The past year has been filled with a lot of changes. You went from being a high school student in my home to living out of state and doing life and college as an adult.
I prepared you to be independent. You have good study habits. You can do your own laundry. You know how to budget your money. But there is one thing I was remiss in teaching you.
Don’t miss your Rahab.
I worked hard for 18 years to instill in you a healthy and holy perspective of women. I guarded your eyes and heart and protected you from a lot of temptation.
But before you left I never told you this. When your heart stumbles on a woman who takes your breath away, she may not come in the package you imagine.
She may not come from a home like you did. She may not have Christian parents. She may have a broken family and a broken life. But son, please don’t miss your Rahab.
You see Rahab, was a prostitute. We know her for her occupation. We know her for hiding spies in Jericho. But there is more.
She was selfless.
In the terror leading up to the destruction of her hometown, Rahab made gutsy decisions with other’s well-being in mind. She risked her life to save the Israelite spies. She kept risking when she made sure her family would be under the protection of the Israelite’s promise when they came back to rescue her.

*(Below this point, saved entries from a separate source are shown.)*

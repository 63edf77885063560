use std::fmt;

use tracing::trace;

use crate::codec::{Address, Quantity, Word};
use crate::error::Error;
use crate::operation::FunctionCode;

/// Raw bus activity reported to a [`BusLogger`].
#[derive(Debug)]
pub enum BusRecord<'a> {
    Connected { address: &'a str, slave: u8 },
    Closed { address: &'a str },
    Request {
        slave: u8,
        function: FunctionCode,
        address: Address,
        count: Quantity,
    },
    Response { slave: u8, words: &'a [Word] },
    Failed { slave: u8, error: &'a Error },
}

impl fmt::Display for BusRecord<'_> {
    fn fmt(&self, f: &mut fmt::Formatter<'_>) -> fmt::Result {
        match self {
            BusRecord::Connected { address, slave } => {
                write!(f, "connected {address} (slave {slave})")
            }
            BusRecord::Closed { address } => write!(f, "closed {address}"),
            BusRecord::Request {
                slave,
                function,
                address,
                count,
            } => write!(
                f,
                "slave {slave} -> fc {function} addr 0x{address:04x} cnt {count}"
            ),
            BusRecord::Response { slave, words } => {
                write!(f, "slave {slave} <- ")?;
                for (i, word) in words.iter().enumerate() {
                    if i > 0 {
                        f.write_str(" ")?;
                    }
                    write!(f, "{word:04x}")?;
                }
                Ok(())
            }
            BusRecord::Failed { slave, error } => write!(f, "slave {slave} !! {error}"),
        }
    }
}

/// Sink for raw bus trace records. Attaching one has no effect on the protocol.
pub trait BusLogger: Send + Sync {
    fn log(&self, record: &BusRecord<'_>);
}

/// Forwards bus records to `tracing` at `TRACE` level.
#[derive(Debug, Clone, Copy, Default)]
pub struct TracingLogger;

impl BusLogger for TracingLogger {
    fn log(&self, record: &BusRecord<'_>) {
        trace!(target: "modbus_meters::bus", "{}", record);
    }
}

#[cfg(test)]
mod tests {
    use super::*;

    #[test]
    fn test_record_display() {
        let record = BusRecord::Request {
            slave: 1,
            function: FunctionCode::ReadInputRegisters,
            address: 0x34,
            count: 2,
        };
        assert_eq!(record.to_string(), "slave 1 -> fc 0x04 addr 0x0034 cnt 2");

        let record = BusRecord::Response {
            slave: 1,
            words: &[0x0901, 0x0000],
        };
        assert_eq!(record.to_string(), "slave 1 <- 0901 0000");
    }
}
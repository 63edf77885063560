//! Smart meter polling over Modbus, based on [tokio-modbus](https://github.com/slowtec/tokio-modbus).
//!
//! ## Building blocks
//!
//! - [`measurement::Measurement`] is the closed set of quantities a meter can report.
//! - [`transform::Transform`] decodes raw register words (16-bit, word-swapped 32-bit or
//!   float) and divides the result by the model's scale factor.
//! - [`opcodes::Opcodes`] maps the measurements a meter model supports to register addresses.
//! - A [`producer::Producer`] turns a model's catalog into [`operation::Operation`]s: one
//!   probe read and the reads of a full poll.
//! - [`registry::Registry`] maps model names to producers. It is built explicitly at startup,
//!   usually with [`registry::Registry::with_builtin_models`].
//! - A [`connection::Connection`] owns one physical link (TCP, RTU over TCP or RTU with the
//!   `serial` feature) and the slave currently addressed on it.
//!
//! ## Example
//!
//! ```no_run
//! use modbus_meters::{connection::{Connection, TcpConnection}, query, registry::Registry};
//!
//! # async fn run() -> modbus_meters::Result<()> {
//! let registry = Registry::with_builtin_models()?;
//! let producer = registry.create("CGEM24_E1")?;
//!
//! let mut conn = TcpConnection::tcp("192.168.1.20");
//! conn.slave(1).await;
//!
//! for reading in query::query(&mut conn, producer.as_ref()).await? {
//!     println!("{} = {} {}", reading.measurement, reading.value, reading.measurement.unit());
//! }
//! # Ok(())
//! # }
//! ```
//!
//! ## Features
//!
//! - `serial` - RTU over local serial ports via `tokio-serial`
//! - `simulator` - Modbus servers serving simulated meters, for tests and demos

/// Utilities for encoding from and decoding to Modbus registers
pub mod codec;
/// Device configuration file
pub mod config;
/// Bus connections and slave addressing
pub mod connection;
mod error;
/// Physical transports
pub mod link;
/// Raw bus trace sink
pub mod logger;
/// Quantities reported by meters
pub mod measurement;
/// Meter models
pub mod models;
/// Per-model measurement to register address catalogs
pub mod opcodes;
/// Register read descriptors
pub mod operation;
/// Turning a model catalog into reads
pub mod producer;
/// Executing operations and collecting readings
pub mod query;
/// Model name to producer lookup
pub mod registry;
/// Decoding and scaling register words
pub mod transform;

/// Meter simulator (based on tokio-modbus [servers examples](https://github.com/slowtec/tokio-modbus/tree/main/examples))
#[cfg(feature = "simulator")]
pub mod simulator;

pub use error::{Error, Result};
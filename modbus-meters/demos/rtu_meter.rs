/// RTU Modbus client reading two SDM630 meters on one serial bus
use modbus_meters::connection::{Connection, RtuConnection};
use modbus_meters::models::sdm::SdmProducer;
use modbus_meters::query;
use std::time::Duration;

#[tokio::main]
async fn main() -> anyhow::Result<()> {
    tracing_subscriber::fmt::init();

    let producer = SdmProducer::new();
    let mut conn = RtuConnection::rtu("/dev/ttyUSB0", 9600);
    conn.timeout(Duration::from_millis(500));

    loop {
        for slave_id in [1, 2] {
            conn.slave(slave_id).await;
            match query::query(&mut conn, &producer).await {
                Ok(readings) => println!("slave {slave_id}: {:?}", readings),
                Err(e) => eprintln!("slave {slave_id}: {e}"),
            }
        }
        tokio::time::sleep(Duration::from_secs(1)).await;
    }
}
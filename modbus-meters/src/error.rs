use std::time::Duration;

use thiserror::Error;

use crate::codec::WordsCountError;
use crate::measurement::Measurement;

/// Errors raised by register catalogs, the model registry and bus connections.
#[derive(Debug, Error)]
pub enum Error {
    #[error("measurement {measurement} is not supported by this meter model")]
    UnsupportedMeasurement { measurement: Measurement },
    #[error("unknown meter model: {0}")]
    UnknownModel(String),
    #[error("meter model {0} is already registered")]
    DuplicateModelRegistration(String),
    #[error("expected {expected} register word(s), got {actual}")]
    WordCount { expected: usize, actual: usize },
    #[error("transaction timed out after {0:?}")]
    Timeout(Duration),
    #[error("transport error: {0}")]
    Transport(#[from] tokio_modbus::Error),
    #[error("modbus exception: {0}")]
    Exception(#[from] tokio_modbus::Exception),
    #[error("link error: {0}")]
    Io(#[from] std::io::Error),
}

impl From<WordsCountError> for Error {
    fn from(err: WordsCountError) -> Self {
        Error::WordCount {
            expected: err.expected,
            actual: err.actual,
        }
    }
}

pub type Result<T, E = Error> = std::result::Result<T, E>;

She was willing to walk away.
Rahab had a comfortable life it seems. She had a home. She had money. She had a people, a culture and a way of life. But when she was presented with a better way, she took it.
She married her hero.
One of those spies who saved her when the walls of her city collapsed became her husband. The scripture doesn’t tell us a lot about their marriage or their life together but I see Rahab clinging to this man faithfully all the days of her life. I imagine their love was enduring.

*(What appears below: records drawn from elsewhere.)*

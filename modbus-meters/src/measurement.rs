use std::fmt;
use std::str::FromStr;

use serde::{Deserialize, Serialize};

macro_rules! measurements {
    ($($variant:ident => ($description:literal, $unit:literal)),* $(,)?) => {
        /// Semantic quantity read from a meter, shared by all meter models.
        #[derive(Debug, Clone, Copy, PartialEq, Eq, Hash, PartialOrd, Ord, Serialize, Deserialize)]
        pub enum Measurement {
            $($variant,)*
        }

        impl Measurement {
            /// Every measurement, in declaration order.
            pub const ALL: &'static [Measurement] = &[$(Measurement::$variant,)*];

            /// Symbolic name, identical to the variant name.
            pub fn name(&self) -> &'static str {
                match self {
                    $(Measurement::$variant => stringify!($variant),)*
                }
            }

            pub fn description(&self) -> &'static str {
                match self {
                    $(Measurement::$variant => $description,)*
                }
            }

            /// Physical unit of the scaled value. Empty for dimensionless quantities.
            pub fn unit(&self) -> &'static str {
                match self {
                    $(Measurement::$variant => $unit,)*
                }
            }
        }
    };
}

measurements! {
    VoltageL1 => ("L1 Voltage", "V"),
    VoltageL2 => ("L2 Voltage", "V"),
    VoltageL3 => ("L3 Voltage", "V"),
    CurrentL1 => ("L1 Current", "A"),
    CurrentL2 => ("L2 Current", "A"),
    CurrentL3 => ("L3 Current", "A"),
    Power => ("Power", "W"),
    PowerL1 => ("L1 Power", "W"),
    PowerL2 => ("L2 Power", "W"),
    PowerL3 => ("L3 Power", "W"),
    ReactivePower => ("Reactive Power", "var"),
    ReactivePowerL1 => ("L1 Reactive Power", "var"),
    ReactivePowerL2 => ("L2 Reactive Power", "var"),
    ReactivePowerL3 => ("L3 Reactive Power", "var"),
    ApparentPower => ("Apparent Power", "VA"),
    ApparentPowerL1 => ("L1 Apparent Power", "VA"),
    ApparentPowerL2 => ("L2 Apparent Power", "VA"),
    ApparentPowerL3 => ("L3 Apparent Power", "VA"),
    Cosphi => ("Average Cosphi", ""),
    CosphiL1 => ("L1 Cosphi", ""),
    CosphiL2 => ("L2 Cosphi", ""),
    CosphiL3 => ("L3 Cosphi", ""),
    Frequency => ("Frequency", "Hz"),
    Import => ("Total Import", "kWh"),
    ImportL1 => ("L1 Import", "kWh"),
    ImportL2 => ("L2 Import", "kWh"),
    ImportL3 => ("L3 Import", "kWh"),
    Export => ("Total Export", "kWh"),
    ExportL1 => ("L1 Export", "kWh"),
    ExportL2 => ("L2 Export", "kWh"),
    ExportL3 => ("L3 Export", "kWh"),
}

impl fmt::Display for Measurement {
    fn fmt(&self, f: &mut fmt::Formatter<'_>) -> fmt::Result {
        f.write_str(self.name())
    }
}

#[derive(Debug, Clone, PartialEq, Eq, thiserror::Error)]
#[error("invalid measurement: {0}")]
pub struct ParseMeasurementError(pub String);

impl FromStr for Measurement {
    type Err = ParseMeasurementError;

    fn from_str(s: &str) -> Result<Self, Self::Err> {
        Measurement::ALL
            .iter()
            .copied()
            .find(|m| m.name() == s)
            .ok_or_else(|| ParseMeasurementError(s.to_string()))
    }
}
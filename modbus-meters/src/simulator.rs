use std::{
    collections::{BTreeMap, HashMap},
    net::SocketAddr,
    sync::{Arc, Mutex, PoisonError},
    time::Duration,
};

use futures::future;
use tokio::net::TcpListener;
use tokio::task::JoinHandle;
use tokio_modbus::{server, Exception, Request, Response};
use tokio_stream::{wrappers::IntervalStream, StreamExt};
use tracing::{debug, error, warn};

use crate::codec::{Address, Quantity, Word};
use crate::error::{Error, Result};
use crate::measurement::Measurement;
use crate::operation::{FunctionCode, Operation};
use crate::producer::Producer;

#[derive(Debug, Clone, Default)]
/// A raw Modbus input and holding registers representation
pub struct Registers(HashMap<Address, Word>);

impl Registers {
    /// Insert new consecutive registers with `words` values starting at `addr` address.
    ///
    /// Words that would land past the last address are dropped.
    pub fn insert(&mut self, addr: Address, words: Vec<Word>) {
        for (i, value) in words.into_iter().enumerate() {
            let offset = Address::try_from(i).ok();
            let Some(reg_addr) = offset.and_then(|offset| addr.checked_add(offset)) else {
                warn!("SERVER: register {addr} + {i} is out of range");
                break;
            };
            self.0.insert(reg_addr, value);
        }
    }

    /// Read `cnt` consecutive registers starting at `addr`.
    pub fn read(&self, addr: Address, cnt: Quantity) -> Result<Vec<Word>, Exception> {
        (0..cnt)
            .map(|i| {
                addr.checked_add(i)
                    .and_then(|reg_addr| self.0.get(&reg_addr).copied())
                    .ok_or_else(|| {
                        debug!("SERVER: no register at address {addr} + {i}");
                        Exception::IllegalDataAddress
                    })
            })
            .collect()
    }

    /// Write `words` into existing consecutive registers starting at `addr`.
    pub fn write(&mut self, addr: Address, words: &[Word]) -> Result<(), Exception> {
        for (i, value) in words.iter().enumerate() {
            let reg = Address::try_from(i)
                .ok()
                .and_then(|i| addr.checked_add(i))
                .and_then(|reg_addr| self.0.get_mut(&reg_addr));
            match reg {
                Some(r) => *r = *value,
                None => return Err(Exception::IllegalDataAddress),
            }
        }

        Ok(())
    }
}

#[derive(Debug, Clone, Default)]
/// Input and holding register maps served by a simulated device.
pub struct RegisterImage {
    pub input_registers: Registers,
    pub holding_registers: Registers,
}

impl RegisterImage {
    /// Store `value` where `op` reads it, encoded through its transform.
    pub fn load(&mut self, op: &Operation, value: f64) {
        let words = op.transform().encode(value);
        match op.function() {
            FunctionCode::ReadInputRegisters => self.input_registers.insert(op.address(), words),
            FunctionCode::ReadHoldingRegisters => {
                self.holding_registers.insert(op.address(), words)
            }
        }
    }

    /// Method to be used to implement [tokio_modbus::server::Service](https://docs.rs/tokio-modbus/latest/tokio_modbus/server/trait.Service.html).
    pub fn service_call(&mut self, req: Request) -> future::Ready<Result<Response, Exception>> {
        match req {
            Request::ReadInputRegisters(addr, cnt) => future::ready(
                self.input_registers
                    .read(addr, cnt)
                    .map(Response::ReadInputRegisters),
            ),
            Request::ReadHoldingRegisters(addr, cnt) => future::ready(
                self.holding_registers
                    .read(addr, cnt)
                    .map(Response::ReadHoldingRegisters),
            ),
            Request::WriteSingleRegister(addr, value) => future::ready(
                self.holding_registers
                    .write(addr, std::slice::from_ref(&value))
                    .map(|_| Response::WriteSingleRegister(addr, value)),
            ),
            _ => {
                warn!("SERVER: Unimplemented function code in request: {req:?}");
                future::ready(Err(Exception::IllegalFunction))
            }
        }
    }
}

/// Meter whose registers hold fixed measurement values, laid out by a [`Producer`].
#[derive(Debug, Clone)]
pub struct SimulatedMeter {
    operations: Vec<Operation>,
    values: BTreeMap<Measurement, f64>,
    image: RegisterImage,
}

impl SimulatedMeter {
    /// Meter answering every produced operation, all values zero.
    pub fn new(producer: &dyn Producer) -> Result<Self> {
        let mut operations = producer.produce()?;
        let probe = producer.probe()?;
        if !operations.contains(&probe) {
            operations.push(probe);
        }

        let mut meter = Self {
            operations,
            values: BTreeMap::new(),
            image: RegisterImage::default(),
        };
        let measurements = meter
            .operations
            .iter()
            .map(Operation::measurement)
            .collect::<Vec<_>>();
        for measurement in measurements {
            meter.set(measurement, 0.0)?;
        }
        Ok(meter)
    }

    /// Update a measurement and its registers.
    pub fn set(&mut self, measurement: Measurement, value: f64) -> Result<()> {
        let mut found = false;
        for op in self
            .operations
            .iter()
            .filter(|op| op.measurement() == measurement)
        {
            self.image.load(op, value);
            found = true;
        }
        if !found {
            return Err(Error::UnsupportedMeasurement { measurement });
        }
        self.values.insert(measurement, value);
        Ok(())
    }

    pub fn get(&self, measurement: Measurement) -> Option<f64> {
        self.values.get(&measurement).copied()
    }

    pub fn measurements(&self) -> impl Iterator<Item = (Measurement, f64)> + '_ {
        self.values.iter().map(|(m, v)| (*m, *v))
    }

    pub fn image(&self) -> &RegisterImage {
        &self.image
    }
}

impl Device for SimulatedMeter {
    fn service_call(&mut self, req: Request) -> future::Ready<Result<Response, Exception>> {
        self.image.service_call(req)
    }
}

/// Modbus device simulator trait.
pub trait Device {
    fn service_call(&mut self, req: Request) -> future::Ready<Result<Response, Exception>>;

    /// Advance the simulated state, called periodically by [`run_tcp_simulator`].
    fn update_state(&mut self) {}
}

#[derive(Debug)]
/// Wrapper around [Device] needed because of [tokio_modbus::server::Service](https://docs.rs/tokio-modbus/latest/tokio_modbus/server/trait.Service.html).
pub struct Simulator<D: Device>(pub Arc<Mutex<D>>);

impl<D: Device> Simulator<D> {
    pub fn new(device: D) -> Self {
        Self(Arc::new(Mutex::new(device)))
    }

    /// Run `f` with exclusive access to the device.
    pub fn with_device<T>(&self, f: impl FnOnce(&mut D) -> T) -> T {
        let mut device = self.0.lock().unwrap_or_else(PoisonError::into_inner);
        f(&mut device)
    }
}

impl<D: Device> Clone for Simulator<D> {
    fn clone(&self) -> Self {
        Self(Arc::clone(&self.0))
    }
}

impl<D: Device> tokio_modbus::server::Service for Simulator<D> {
    type Request = Request<'static>;
    type Future = future::Ready<Result<Response, Exception>>;

    fn call(&self, req: Self::Request) -> Self::Future {
        self.with_device(|device| device.service_call(req))
    }
}

async fn run_tcp_server_context<D: Device + Send + 'static>(
    listener: TcpListener,
    simulator: Simulator<D>,
) {
    let server = server::tcp::Server::new(listener);
    let new_service = |_socket_addr| Ok(Some(simulator.clone()));
    let on_connected = |stream, socket_addr| async move {
        server::tcp::accept_tcp_connection(stream, socket_addr, new_service)
    };
    let on_process_error = |err| {
        error!("SERVER: {err}");
    };
    if let Err(err) = server.serve(&on_connected, on_process_error).await {
        error!("SERVER: {err}");
    }
}

/// Bind a TCP listener for the simulator. Use port `0` to let the OS pick one.
pub async fn bind_tcp(socket_addr: SocketAddr) -> Result<(TcpListener, SocketAddr)> {
    let listener = TcpListener::bind(socket_addr).await?;
    let local_addr = listener.local_addr()?;
    Ok((listener, local_addr))
}

/// Utility function to spawn and run simulator TCP simulator forever.
pub fn spawn_tcp_simulator<D: Device + Send + 'static>(
    listener: TcpListener,
    simulator: Simulator<D>,
) -> JoinHandle<()> {
    tokio::spawn(run_tcp_server_context(listener, simulator))
}

/// Serve `simulator` over TCP, calling [`Device::update_state`] every `period`.
pub async fn run_tcp_simulator<D: Device + Send + 'static>(
    listener: TcpListener,
    simulator: Simulator<D>,
    period: Duration,
) {
    let server = spawn_tcp_simulator(listener, simulator.clone());

    let mut ticks = IntervalStream::new(tokio::time::interval(period));
    while ticks.next().await.is_some() {
        if server.is_finished() {
            break;
        }
        simulator.with_device(|device| device.update_state());
    }
}

/// Utility function to spawn and run simulator RTU simulator forever.
pub fn spawn_rtu_simulator<D: Device + Send + 'static>(
    path: &str,
    baud_rate: u32,
    simulator: Simulator<D>,
) -> Result<JoinHandle<()>> {
    let builder = tokio_serial::new(path, baud_rate);
    let serial_stream =
        tokio_serial::SerialStream::open(&builder).map_err(std::io::Error::from)?;
    let server = server::rtu::Server::new(serial_stream);

    Ok(tokio::spawn(async move {
        if let Err(err) = server.serve_forever(simulator).await {
            error!("SERVER: {err}");
        };
    }))
}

While we don’t have a lot of details about their life, we know what kind of child they raised. Boaz, the redeemer of Ruth, was their son. Salmon and Rahab raised a man who was able to see the worth and value of a woman who didn’t come from a well-to do Jewish family. He married a poor widow from a foreign land.
I suppose Boaz didn’t think loving Ruth was so difficult because of the example of his parents. Boaz’s capacity to love speaks to the faithful love planted in his heart from his mother and father.
It was by faith that Rahab the prostitute was not destroyed with the people in her city who refused to obey God. For she had given a friendly welcome to the spies. Hebrews 11:31
There are a lot of girls who may come with less baggage. They may have less trouble and fewer issues, but remember what Jesus said:
“I tell you, her sins—and they are many—have been forgiven, so she has shown me much love. But a person who is forgiven little shows only little love.” Luke 7:47
So son, as you go out into this world, as you plan your future and seek God’s will for your life, find a woman who is selfless and sacrificial. Find a woman who will commit to you and to your God. And please, whatever you do, don’t miss your Rahab.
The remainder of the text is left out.